Cet accord Union européenne - Chine n’est que le début – au mieux, une étape – de la reconnaissance pleine et entière des indications géographiques en Chine

La signature de cet accord et son entrée en vigueur ne clôturent pas le sujet : il conviendra en effet de s’assurer de son effectivité lors des procédures administratives et judiciaires qui seront entamées sur le fondement de la protection qu’il confère. Ceci vaudra non seulement contre les contrefaçons chinoises mais également contre les emplois abusifs de certains termes, par exemple Asiago et Feta, dont l’usage restera autorisé pendant six et huit ans, respectivement, par l’accord (phasing out). La bonne foi de la Chine dans l’application de cette protection pourra alors être appréciée. L’âpreté des autorités chinoises dans la négociation, afin entre autres d’éviter les plus grandes difficultés (l’IG Parmesan a ainsi été sortie du champ de l’accord à la dernière minute), laisse toutefois penser que celles-ci ont l’intention de l’appliquer, au terme d’un exercice d’équilibrisme juridico-diplomatique visant à respecter leurs engagements vis-à-vis de leurs interlocuteurs, tant européens qu’américains.

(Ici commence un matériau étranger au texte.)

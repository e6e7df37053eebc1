//! # cb-core
//!
//! Core types, compounding conventions, and error definitions for convbond.
//!
//! This crate provides the foundational building blocks shared across all
//! other crates in the workspace – type aliases, the error taxonomy with its
//! `ensure!` macro, and the rate compounding convention.

#![warn(missing_docs)]
#![forbid(unsafe_code)]

// ── Public modules ───────────────────────────────────────────────────────────

/// Compounding conventions.
pub mod compounding;

/// Error types and the `ensure!` macro.
pub mod errors;

// ── Primitive type aliases ────────────────────────────────────────────────────

/// Floating-point type used throughout the library.
pub type Real = f64;

/// Alias used for array sizes / indices.
pub type Size = usize;

/// A rate expressed as a decimal (e.g. 0.05 = 5 %).
pub type Rate = Real;

/// A spread over a reference rate.
pub type Spread = Real;

/// A discount factor in [0, 1].
pub type DiscountFactor = Real;

/// A price or value.
pub type Price = Real;

/// A volatility level expressed as a decimal.
pub type Volatility = Real;

/// A time measurement in years.
pub type Time = Real;

/// Tolerance used when matching event times (dividends, coupons, option
/// start dates) against lattice step times.
pub const TIME_TOLERANCE: Time = 1.0e-10;

// ── Re-exports for convenience ────────────────────────────────────────────────

pub use compounding::Compounding;
pub use errors::{Error, Result};
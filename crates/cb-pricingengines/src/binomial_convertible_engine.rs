//! Binomial convertible bond engine.
//!
//! Backward induction on a Cox-Ross-Rubinstein tree for the share price.
//! Each node carries the bond value split into an equity component, which
//! is discounted at the risk-free rate, and a debt component, which is
//! discounted at the risky rate `r + spread` (Tsiveriotis-Fernandes).
//!
//! At every node the continuation value is compared, in order, against the
//! soft call, the put, the hard call and finally conversion:
//!
//! ```text
//! value = hold
//! value = min(value, max(C, K_soft·F))    soft call, while S ≥ barrier
//! value = max(value, K_put·F)             put
//! value = min(value, max(K_call·F, C))    hard call
//! value = max(C, value)                   conversion
//! ```
//!
//! where `C = ratio·S` is the conversion value (only when conversion is
//! allowed). Whichever outcome binds decides the split: holding keeps the
//! continuation components, conversion makes the node pure equity, and a
//! cash redemption under a call or put makes it pure debt. Coupons are
//! added to the debt component after the decision.

use cb_core::{errors::Result, Price, Real, Size};
use cb_instruments::{
    BondTerms, ConvertibleBond, MarketParameters, OptionSchedule, PricingEngine, PricingResults,
};
use cb_methods::lattice::{BinomialTree, LatticeGrid, TimeGrid};
use log::debug;

/// Binomial lattice engine for [`ConvertibleBond`].
///
/// # Example
/// ```
/// use cb_core::Compounding;
/// use cb_instruments::{
///     BondTerms, ConvertibleBond, DividendSchedule, EmbeddedOptions, MarketParameters,
///     PricingEngine,
/// };
/// use cb_methods::lattice::LatticeGrid;
/// use cb_pricingengines::BinomialConvertibleEngine;
///
/// let market = MarketParameters::new(100.0, 0.2, 0.05, 0.0, Compounding::Compounded(1)).unwrap();
/// let bond = ConvertibleBond::new(
///     BondTerms::new(100.0, 0.05, 1, 2.0, 0.0),
///     EmbeddedOptions::none(),
///     DividendSchedule::empty(),
/// )
/// .unwrap();
/// let engine = BinomialConvertibleEngine::new(market, LatticeGrid::default());
/// let npv = engine.calculate(&bond).unwrap().npv;
/// assert!((npv - 100.0).abs() < 1e-9);
/// ```
#[derive(Debug, Clone, Copy, PartialEq)]
pub struct BinomialConvertibleEngine {
    market: MarketParameters,
    grid: LatticeGrid,
}

/// Value at a node, split by discounting curve.
#[derive(Debug, Clone, Copy, PartialEq)]
struct Split {
    equity: Real,
    debt: Real,
}

impl Split {
    fn equity(value: Real) -> Self {
        Self {
            equity: value,
            debt: 0.0,
        }
    }

    fn debt(value: Real) -> Self {
        Self {
            equity: 0.0,
            debt: value,
        }
    }

    fn value(&self) -> Real {
        self.equity + self.debt
    }
}

impl BinomialConvertibleEngine {
    /// Create an engine for the given market and lattice resolution.
    pub fn new(market: MarketParameters, grid: LatticeGrid) -> Self {
        Self { market, grid }
    }

    /// Market inputs.
    pub fn market(&self) -> &MarketParameters {
        &self.market
    }

    /// Lattice resolution.
    pub fn grid(&self) -> LatticeGrid {
        self.grid
    }

    /// The same engine with a different resolution.
    #[must_use]
    pub fn with_grid(mut self, grid: LatticeGrid) -> Self {
        self.grid = grid;
        self
    }

    /// Price only.
    pub fn npv(&self, bond: &ConvertibleBond) -> Result<Price> {
        self.calculate(bond).map(|r| r.npv)
    }
}

/// Coupon paid at each step: every coupon date maps to its nearest step.
fn coupon_schedule(terms: &BondTerms, grid: &TimeGrid) -> Vec<Price> {
    let mut coupons = vec![0.0; grid.size()];
    let amount = terms.coupon_amount();
    if amount > 0.0 {
        for t in terms.coupon_times() {
            coupons[grid.closest_index(t)] += amount;
        }
    }
    coupons
}

/// Resolve the embedded options at one node.
fn exercise(
    hold: Split,
    conversion: Option<Price>,
    soft_call: Option<Price>,
    put: Option<Price>,
    hard_call: Option<Price>,
) -> Split {
    // The holder converts instead of accepting cash only when strictly better.
    let called = |price: Price| match conversion {
        Some(c) if c > price => Split::equity(c),
        _ => Split::debt(price),
    };

    let mut node = hold;
    if let Some(price) = soft_call {
        let forced = called(price);
        if forced.value() < node.value() {
            node = forced;
        }
    }
    if let Some(price) = put {
        if price > node.value() {
            node = Split::debt(price);
        }
    }
    if let Some(price) = hard_call {
        let forced = called(price);
        if forced.value() < node.value() {
            node = forced;
        }
    }
    if let Some(c) = conversion {
        if c > node.value() {
            node = Split::equity(c);
        }
    }
    node
}

impl PricingEngine<ConvertibleBond> for BinomialConvertibleEngine {
    fn calculate(&self, bond: &ConvertibleBond) -> Result<PricingResults> {
        let market = &self.market;
        market.validate()?;
        let terms = bond.terms();

        let grid = self.grid.time_grid(terms.maturity)?;
        let dt = grid.dt();
        let tree = BinomialTree::cox_ross_rubinstein(
            market.spot,
            market.volatility,
            &grid,
            market.risk_free_growth(dt),
        )?
        .with_dividends(bond.dividends().iter().map(|d| (d.time, d.rate)))?;

        let equity_discount = market.risk_free_discount(dt);
        let debt_discount = market.risky_discount(dt);
        let schedule: OptionSchedule = bond.option_schedule();
        let ratios = bond.dividend_protection().ratios_on(grid.times());
        let coupons = coupon_schedule(terms, &grid);
        let n: Size = tree.steps();

        debug!(
            "convertible lattice: {n} steps, dt = {dt:.6}, up = {:.6}, p = {:.6}",
            tree.up(),
            tree.probability(0, 0, 1)
        );

        let conversion_at = |i: Size, s: Price| {
            schedule
                .conversion_available(grid.time(i))
                .then(|| ratios[i] * s)
        };

        // Terminal layer: redeem or convert, then the final coupon.
        let redemption = terms.redemption_value();
        let mut equity = Vec::with_capacity(n + 1);
        let mut debt = Vec::with_capacity(n + 1);
        for j in 0..tree.size(n) {
            let node = match conversion_at(n, tree.underlying(n, j)) {
                Some(c) if c > redemption => Split::equity(c),
                _ => Split::debt(redemption),
            };
            equity.push(node.equity);
            debt.push(node.debt + coupons[n]);
        }

        // Roll back; node j at step i only reads j and j + 1 of step i + 1.
        for i in (0..n).rev() {
            let t = grid.time(i);
            let hard_call = schedule.hard_call_price(t);
            let put = schedule.put_price(t);
            for j in 0..tree.size(i) {
                let pu = tree.probability(i, j, 1);
                let pd = tree.probability(i, j, 0);
                let up = tree.descendant(i, j, 1);
                let down = tree.descendant(i, j, 0);
                let hold = Split {
                    equity: equity_discount * (pu * equity[up] + pd * equity[down]),
                    debt: debt_discount * (pu * debt[up] + pd * debt[down]),
                };

                let s = tree.underlying(i, j);
                let node = exercise(
                    hold,
                    conversion_at(i, s),
                    schedule.soft_call_price(t, s),
                    put,
                    hard_call,
                );
                equity[j] = node.equity;
                debt[j] = node.debt + coupons[i];
            }
        }

        let npv = equity[0] + debt[0];
        debug!(
            "convertible price {npv:.8} (equity {:.8}, debt {:.8})",
            equity[0], debt[0]
        );

        Ok(PricingResults::from_npv(npv)
            .with_result("equity_component", equity[0])
            .with_result("debt_component", debt[0])
            .with_result("conversion_value", ratios[0] * market.spot)
            .with_result("up_probability", tree.probability(0, 0, 1))
            .with_result("steps", n as Real))
    }
}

Au-delà, le véritable enjeu sera de reprendre les stipulations inscrites dans cet accord limité à quelques IG dans le droit commun. Seul ce rehaussement du niveau de protection légale des IG sui generis sur celui conféré aux marques donnera une pleine reconnaissance aux IG, à l’instar de celle dont elles bénéficient en Europe. À cet égard, l’accord UE-Chine constitue une avancée, voire une étape importante, mais en aucun cas un aboutissement.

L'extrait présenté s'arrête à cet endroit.